(Working data begins)

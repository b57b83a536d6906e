//! Subscription handle and its delivery task.

use super::{Delivery, Observer};
use crate::error::VillageError;
use crate::sensors::SensorState;
use log::debug;
use parking_lot::Mutex;
use std::fmt;
use std::sync::Arc;
use std::sync::atomic::{AtomicBool, AtomicU64, Ordering};
use tokio::sync::mpsc;
use tokio::task::JoinHandle;

type Detach = Box<dyn FnOnce() + Send + Sync>;

#[derive(Default)]
struct Shared {
    last_seen: Mutex<Option<SensorState>>,
    delivered: AtomicU64,
    terminal: AtomicBool,
}

/// An active watch on one resource.
///
/// Dropping the handle cancels the watch. Updates already queued when the
/// watch is cancelled are discarded; a callback that is already running
/// is allowed to finish.
pub struct Subscription {
    resource_path: String,
    shared: Arc<Shared>,
    detach: Option<Detach>,
    task: Option<JoinHandle<()>>,
}

impl Subscription {
    /// Start delivering everything that arrives on `rx` to `observer`.
    ///
    /// `detach` is run once when the subscription is cancelled and should
    /// remove the matching sink from the resource or transport.
    pub(crate) fn spawn(
        resource_path: impl Into<String>,
        observer: Arc<dyn Observer>,
        rx: mpsc::UnboundedReceiver<Delivery>,
        detach: impl FnOnce() + Send + Sync + 'static,
    ) -> Self {
        let resource_path = resource_path.into();
        let shared = Arc::new(Shared::default());
        let task = tokio::spawn(deliver(
            resource_path.clone(),
            observer,
            rx,
            shared.clone(),
        ));
        Self {
            resource_path,
            shared,
            detach: Some(Box::new(detach)),
            task: Some(task),
        }
    }

    pub fn resource_path(&self) -> &str {
        &self.resource_path
    }

    /// Last state handed to the observer.
    pub fn last_seen(&self) -> Option<SensorState> {
        *self.shared.last_seen.lock()
    }

    /// Number of updates handed to the observer so far.
    pub fn delivered(&self) -> u64 {
        self.shared.delivered.load(Ordering::SeqCst)
    }

    /// True once the watch was cancelled or its connection was lost.
    pub fn is_terminal(&self) -> bool {
        self.shared.terminal.load(Ordering::SeqCst)
    }

    /// Stop watching. Safe to call more than once.
    pub fn cancel(&mut self) {
        self.shared.terminal.store(true, Ordering::SeqCst);
        if let Some(detach) = self.detach.take() {
            debug!("[Observe] cancelling watch on {}", self.resource_path);
            detach();
        }
    }

    /// Wait for the delivery task to finish after a cancel or a lost connection.
    pub async fn closed(&mut self) {
        if let Some(task) = self.task.take() {
            let _ = task.await;
        }
    }
}

impl fmt::Debug for Subscription {
    fn fmt(&self, f: &mut fmt::Formatter<'_>) -> fmt::Result {
        f.debug_struct("Subscription")
            .field("resource_path", &self.resource_path)
            .field("delivered", &self.delivered())
            .field("terminal", &self.is_terminal())
            .finish()
    }
}

impl Drop for Subscription {
    fn drop(&mut self) {
        self.cancel();
    }
}

async fn deliver(
    path: String,
    observer: Arc<dyn Observer>,
    mut rx: mpsc::UnboundedReceiver<Delivery>,
    shared: Arc<Shared>,
) {
    while let Some(delivery) = rx.recv().await {
        if shared.terminal.load(Ordering::SeqCst) {
            break;
        }
        match delivery {
            Delivery::Update(notification) => {
                *shared.last_seen.lock() = Some(notification.state);
                shared.delivered.fetch_add(1, Ordering::SeqCst);
                observer.on_notification(notification).await;
            }
            Delivery::Lost(reason) => {
                shared.terminal.store(true, Ordering::SeqCst);
                observer
                    .on_transport_error(&path, &VillageError::Transport(reason))
                    .await;
                break;
            }
        }
    }
    shared.terminal.store(true, Ordering::SeqCst);
    debug!("[Observe] delivery for {} finished", path);
}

(Working data ends)

Problem>
What is needed here is an exact copy of all the records above.

Answer to the exercise>
repository b57b83a536d6906e
//! Subscription handle and its delivery task.

use super::{Delivery, Observer};
use crate::error::VillageError;
use crate::sensors::SensorState;
use log::debug;
use parking_lot::Mutex;
use std::fmt;
use std::sync::Arc;
use std::sync::atomic::{AtomicBool, AtomicU64, Ordering};
use tokio::sync::mpsc;
use tokio::task::JoinHandle;

type Detach = Box<dyn FnOnce() + Send + Sync>;

#[derive(Default)]
struct Shared {
    last_seen: Mutex<Option<SensorState>>,
    delivered: AtomicU64,
    terminal: AtomicBool,
}

/// An active watch on one resource.
///
/// Dropping the handle cancels the watch. Updates already queued when the
/// watch is cancelled are discarded; a callback that is already running
/// is allowed to finish.
pub struct Subscription {
    resource_path: String,
    shared: Arc<Shared>,
    detach: Option<Detach>,
    task: Option<JoinHandle<()>>,
}

impl Subscription {
    /// Start delivering everything that arrives on `rx` to `observer`.
    ///
    /// `detach` is run once when the subscription is cancelled and should
    /// remove the matching sink from the resource or transport.
    pub(crate) fn spawn(
        resource_path: impl Into<String>,
        observer: Arc<dyn Observer>,
        rx: mpsc::UnboundedReceiver<Delivery>,
        detach: impl FnOnce() + Send + Sync + 'static,
    ) -> Self {
        let resource_path = resource_path.into();
        let shared = Arc::new(Shared::default());
        let task = tokio::spawn(deliver(
            resource_path.clone(),
            observer,
            rx,
            shared.clone(),
        ));
        Self {
            resource_path,
            shared,
            detach: Some(Box::new(detach)),
            task: Some(task),
        }
    }

    pub fn resource_path(&self) -> &str {
        &self.resource_path
    }

    /// Last state handed to the observer.
    pub fn last_seen(&self) -> Option<SensorState> {
        *self.shared.last_seen.lock()
    }

    /// Number of updates handed to the observer so far.
    pub fn delivered(&self) -> u64 {
        self.shared.delivered.load(Ordering::SeqCst)
    }

    /// True once the watch was cancelled or its connection was lost.
    pub fn is_terminal(&self) -> bool {
        self.shared.terminal.load(Ordering::SeqCst)
    }

    /// Stop watching. Safe to call more than once.
    pub fn cancel(&mut self) {
        self.shared.terminal.store(true, Ordering::SeqCst);
        if let Some(detach) = self.detach.take() {
            debug!("[Observe] cancelling watch on {}", self.resource_path);
            detach();
        }
    }

    /// Wait for the delivery task to finish after a cancel or a lost connection.
    pub async fn closed(&mut self) {
        if let Some(task) = self.task.take() {
            let _ = task.await;
        }
    }
}

impl fmt::Debug for Subscription {
    fn fmt(&self, f: &mut fmt::Formatter<'_>) -> fmt::Result {
        f.debug_struct("Subscription")
            .field("resource_path", &self.resource_path)
            .field("delivered", &self.delivered())
            .field("terminal", &self.is_terminal())
            .finish()
    }
}

impl Drop for Subscription {
    fn drop(&mut self) {
        self.cancel();
    }
}

async fn deliver(
    path: String,
    observer: Arc<dyn Observer>,
    mut rx: mpsc::UnboundedReceiver<Delivery>,
    shared: Arc<Shared>,
) {
    while let Some(delivery) = rx.recv().await {
        if shared.terminal.load(Ordering::SeqCst) {
            break;
        }
        match delivery {
            Delivery::Update(notification) => {
                *shared.last_seen.lock() = Some(notification.state);
                shared.delivered.fetch_add(1, Ordering::SeqCst);
                observer.on_notification(notification).await;
            }
            Delivery::Lost(reason) => {
                shared.terminal.store(true, Ordering::SeqCst);
                observer
                    .on_transport_error(&path, &VillageError::Transport(reason))
                    .await;
                break;
            }
        }
    }
    shared.terminal.store(true, Ordering::SeqCst);
    debug!("[Observe] delivery for {} finished", path);
}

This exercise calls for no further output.